Background: Arteriovenous (AV) loops help to overcome absent or poor-quality recipient vessels in highly complex microvascular free flap reconstruction cases. There are no studies on blood flow and perfusion patterns. The purpose of this study was to evaluate and compare intraoperative hemodynamic characteristics of AV loops followed by free tissue transfer for thoracic wall and lower extremity reconstruction.

Methods: this prospective clinical study combined Transit-Time Flowmetry and microvascular Indocyanine Green Angiography for the assessment of blood flow volume, arterial vascular resistance and intrinsic transit time at the time of AV loop construction and on the day of free flap transfer.

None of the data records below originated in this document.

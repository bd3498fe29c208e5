//! Test Helper Utilities
//!
//! In-memory provider for exercising the sync engine without a network.

#![allow(dead_code)]

use async_trait::async_trait;
use chrono::{DateTime, Utc};
use plsync_engine::provider::{
    ArtistRef, CollectionEntry, CollectionProvider, Page, PlayEvent, ProviderError,
    ProviderResult, TimeRange, TopTrack, TrackItem, Work, MAX_APPEND_BATCH,
};
use std::collections::{HashMap, HashSet};
use std::sync::Mutex;

/// Fixed "now" used across the engine tests
pub const NOW: &str = "2024-06-15T12:00:00Z";

pub fn now() -> DateTime<Utc> {
    DateTime::parse_from_rfc3339(NOW).unwrap().with_timezone(&Utc)
}

pub fn ids(items: &[&str]) -> Vec<String> {
    items.iter().map(|s| s.to_string()).collect()
}

pub fn track(uri: &str) -> TrackItem {
    TrackItem {
        uri: uri.to_string(),
        name: format!("Track {}", uri),
        artists: vec!["Artist".to_string()],
    }
}

/// Collection row added at `added_at`
pub fn entry(uri: &str, added_at: &str) -> CollectionEntry {
    CollectionEntry {
        track: Some(track(uri)),
        added_at: Some(added_at.to_string()),
    }
}

/// Collection row without an insertion timestamp
pub fn undated(uri: &str) -> CollectionEntry {
    CollectionEntry {
        track: Some(track(uri)),
        added_at: None,
    }
}

pub fn work(id: &str, release_date: Option<&str>) -> Work {
    Work {
        id: id.to_string(),
        name: format!("Album {}", id),
        release_date: release_date.map(str::to_string),
    }
}

#[derive(Default)]
struct MockState {
    /// Collection rows, newest first
    collections: HashMap<String, Vec<CollectionEntry>>,
    names: HashMap<String, String>,
    failing_collections: HashMap<String, ProviderError>,
    artists: Vec<ArtistRef>,
    works: HashMap<String, Vec<Work>>,
    work_tracks: HashMap<String, Vec<TrackItem>>,
    failing_artists: HashSet<String>,
    artist_listing_error: Option<ProviderError>,
    /// 0-based append call index that fails
    failing_append: Option<usize>,
    append_calls: usize,
    appends: Vec<(String, Vec<String>)>,
    page_requests: Vec<(String, Option<String>)>,
    work_requests: Vec<String>,
    plays: Vec<PlayEvent>,
    plays_error: Option<ProviderError>,
    top_tracks: Vec<TopTrack>,
    top_tracks_error: Option<ProviderError>,
    top_requests: Vec<(TimeRange, u32)>,
    /// Play-related calls in order ("recently_played" / "top_tracks")
    play_calls: Vec<&'static str>,
}

/// In-memory [`CollectionProvider`]
///
/// Cursors are row offsets. Appended identities land at the newest end of the
/// destination, like a real playlist append.
#[derive(Default)]
pub struct MockProvider {
    state: Mutex<MockState>,
}

impl MockProvider {
    pub fn new() -> Self {
        Self::default()
    }

    pub fn set_collection(&self, id: &str, rows: Vec<CollectionEntry>) {
        self.state
            .lock()
            .unwrap()
            .collections
            .insert(id.to_string(), rows);
    }

    pub fn set_name(&self, id: &str, name: &str) {
        self.state
            .lock()
            .unwrap()
            .names
            .insert(id.to_string(), name.to_string());
    }

    pub fn fail_collection(&self, id: &str, error: ProviderError) {
        self.state
            .lock()
            .unwrap()
            .failing_collections
            .insert(id.to_string(), error);
    }

    pub fn heal_collection(&self, id: &str) {
        self.state.lock().unwrap().failing_collections.remove(id);
    }

    /// Follow an artist with the given works and their tracks
    pub fn add_artist(&self, id: &str, works: Vec<(Work, Vec<&str>)>) {
        let mut state = self.state.lock().unwrap();
        state.artists.push(ArtistRef {
            id: id.to_string(),
            name: format!("Artist {}", id),
        });
        let mut artist_works = Vec::new();
        for (work, uris) in works {
            state
                .work_tracks
                .insert(work.id.clone(), uris.into_iter().map(track).collect());
            artist_works.push(work);
        }
        state.works.insert(id.to_string(), artist_works);
    }

    pub fn fail_artist(&self, id: &str) {
        self.state
            .lock()
            .unwrap()
            .failing_artists
            .insert(id.to_string());
    }

    pub fn fail_artist_listing(&self, error: ProviderError) {
        self.state.lock().unwrap().artist_listing_error = Some(error);
    }

    pub fn fail_append_call(&self, index: usize) {
        self.state.lock().unwrap().failing_append = Some(index);
    }

    pub fn set_plays(&self, plays: Vec<PlayEvent>) {
        self.state.lock().unwrap().plays = plays;
    }

    pub fn fail_plays(&self, error: ProviderError) {
        self.state.lock().unwrap().plays_error = Some(error);
    }

    /// Ranking served for every time range, best first
    pub fn set_top_tracks(&self, tracks: Vec<(&str, u32)>) {
        self.state.lock().unwrap().top_tracks = tracks
            .into_iter()
            .map(|(uri, popularity)| TopTrack {
                track: track(uri),
                popularity,
            })
            .collect();
    }

    pub fn fail_top_tracks(&self, error: ProviderError) {
        self.state.lock().unwrap().top_tracks_error = Some(error);
    }

    /// Top-tracks requests as (time range, limit)
    pub fn top_requests(&self) -> Vec<(TimeRange, u32)> {
        self.state.lock().unwrap().top_requests.clone()
    }

    pub fn play_calls(&self) -> Vec<&'static str> {
        self.state.lock().unwrap().play_calls.clone()
    }

    /// Successful append calls as (collection, identities)
    pub fn appends(&self) -> Vec<(String, Vec<String>)> {
        self.state.lock().unwrap().appends.clone()
    }

    /// Every identity appended, in write order
    pub fn appended(&self) -> Vec<String> {
        self.appends()
            .into_iter()
            .flat_map(|(_, uris)| uris)
            .collect()
    }

    /// Cursors requested for one collection
    pub fn page_requests(&self, id: &str) -> Vec<Option<String>> {
        self.state
            .lock()
            .unwrap()
            .page_requests
            .iter()
            .filter(|(collection, _)| collection == id)
            .map(|(_, cursor)| cursor.clone())
            .collect()
    }

    pub fn work_requests(&self) -> Vec<String> {
        self.state.lock().unwrap().work_requests.clone()
    }

    /// Identities currently in a collection, newest first
    pub fn contents(&self, id: &str) -> Vec<String> {
        self.state
            .lock()
            .unwrap()
            .collections
            .get(id)
            .map(|rows| {
                rows.iter()
                    .filter_map(|r| r.track.as_ref().map(|t| t.uri.clone()))
                    .collect()
            })
            .unwrap_or_default()
    }
}

#[async_trait]
impl CollectionProvider for MockProvider {
    async fn collection_page(
        &self,
        collection_id: &str,
        page_size: u32,
        cursor: Option<&str>,
    ) -> ProviderResult<Page<CollectionEntry>> {
        let mut state = self.state.lock().unwrap();
        state
            .page_requests
            .push((collection_id.to_string(), cursor.map(str::to_string)));

        if let Some(error) = state.failing_collections.get(collection_id) {
            return Err(error.clone());
        }
        let rows = state
            .collections
            .get(collection_id)
            .ok_or_else(|| ProviderError::NotFound(format!("playlist {}", collection_id)))?;

        let start = match cursor {
            Some(raw) => raw
                .parse::<usize>()
                .map_err(|_| ProviderError::Parse(raw.to_string()))?,
            None => 0,
        };
        let end = (start + page_size as usize).min(rows.len());
        let items = rows.get(start..end).unwrap_or_default().to_vec();
        let next = (end < rows.len()).then(|| end.to_string());

        Ok(Page { items, next })
    }

    async fn followed_artists_page(
        &self,
        page_size: u32,
        cursor: Option<&str>,
    ) -> ProviderResult<Page<ArtistRef>> {
        let state = self.state.lock().unwrap();
        if let Some(error) = &state.artist_listing_error {
            return Err(error.clone());
        }

        let start = cursor.and_then(|c| c.parse::<usize>().ok()).unwrap_or(0);
        let end = (start + page_size as usize).min(state.artists.len());
        Ok(Page {
            items: state.artists[start..end].to_vec(),
            next: (end < state.artists.len()).then(|| end.to_string()),
        })
    }

    async fn artist_works(&self, artist_id: &str) -> ProviderResult<Vec<Work>> {
        let state = self.state.lock().unwrap();
        if state.failing_artists.contains(artist_id) {
            return Err(ProviderError::Api(500, format!("artist {}", artist_id)));
        }
        Ok(state.works.get(artist_id).cloned().unwrap_or_default())
    }

    async fn work_tracks(&self, work_id: &str) -> ProviderResult<Vec<TrackItem>> {
        let mut state = self.state.lock().unwrap();
        state.work_requests.push(work_id.to_string());
        Ok(state.work_tracks.get(work_id).cloned().unwrap_or_default())
    }

    async fn append_items(&self, collection_id: &str, uris: &[String]) -> ProviderResult<()> {
        if uris.len() > MAX_APPEND_BATCH {
            return Err(ProviderError::BatchTooLarge(uris.len()));
        }

        let mut state = self.state.lock().unwrap();
        let call = state.append_calls;
        state.append_calls += 1;
        if state.failing_append == Some(call) {
            return Err(ProviderError::Network("connection reset".to_string()));
        }

        let rows = state
            .collections
            .entry(collection_id.to_string())
            .or_default();
        for uri in uris {
            rows.insert(
                0,
                CollectionEntry {
                    track: Some(track(uri)),
                    added_at: Some(NOW.to_string()),
                },
            );
        }
        state
            .appends
            .push((collection_id.to_string(), uris.to_vec()));
        Ok(())
    }

    async fn collection_name(&self, collection_id: &str) -> ProviderResult<Option<String>> {
        Ok(self.state.lock().unwrap().names.get(collection_id).cloned())
    }

    async fn recently_played(&self, limit: u32) -> ProviderResult<Vec<PlayEvent>> {
        let mut state = self.state.lock().unwrap();
        state.play_calls.push("recently_played");
        if let Some(error) = &state.plays_error {
            return Err(error.clone());
        }
        Ok(state.plays.iter().take(limit as usize).cloned().collect())
    }

    async fn top_tracks(&self, time_range: TimeRange, limit: u32) -> ProviderResult<Vec<TopTrack>> {
        let mut state = self.state.lock().unwrap();
        state.play_calls.push("top_tracks");
        state.top_requests.push((time_range, limit));
        if let Some(error) = &state.top_tracks_error {
            return Err(error.clone());
        }
        Ok(state.top_tracks.iter().take(limit as usize).cloned().collect())
    }
}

Results: A total of 11 patients underwent AV loop creation, of whom five required chest wall reconstruction and six required reconstruction of the lower extremities. In seven of these cases, the latissimus dorsi flap and in four cases the vertical rectus abdominis myocutaneous (VRAM) flap was used as a free flap. At the time of loop construction, the blood flow volume of AV loops was 466 ± 180 mL/min, which increased to 698 ± 464 mL/min on the day of free tissue transfer (p > 0.1). After free flap anastomosis, the blood flow volume significantly decreased to 18.5 ± 8.3 mL/min (p < 0.001). There was no significant difference in blood flow volume or arterial vascular resistance between latissimus dorsi and VRAM flaps, nor between thoracic wall and lower extremity reconstruction. However, a significant correlation between the flap weight and the blood flow volume, as well as to the arterial vascular resistance, was found (p < 0.05).

Conclusion: This is the first study to perform intraoperative blood flow and hemodynamic measurements of AV loops followed by free tissue transfer. Our results show hemodynamic differences and contribute to deeper understanding of the properties of AV loops for free flap reconstruction.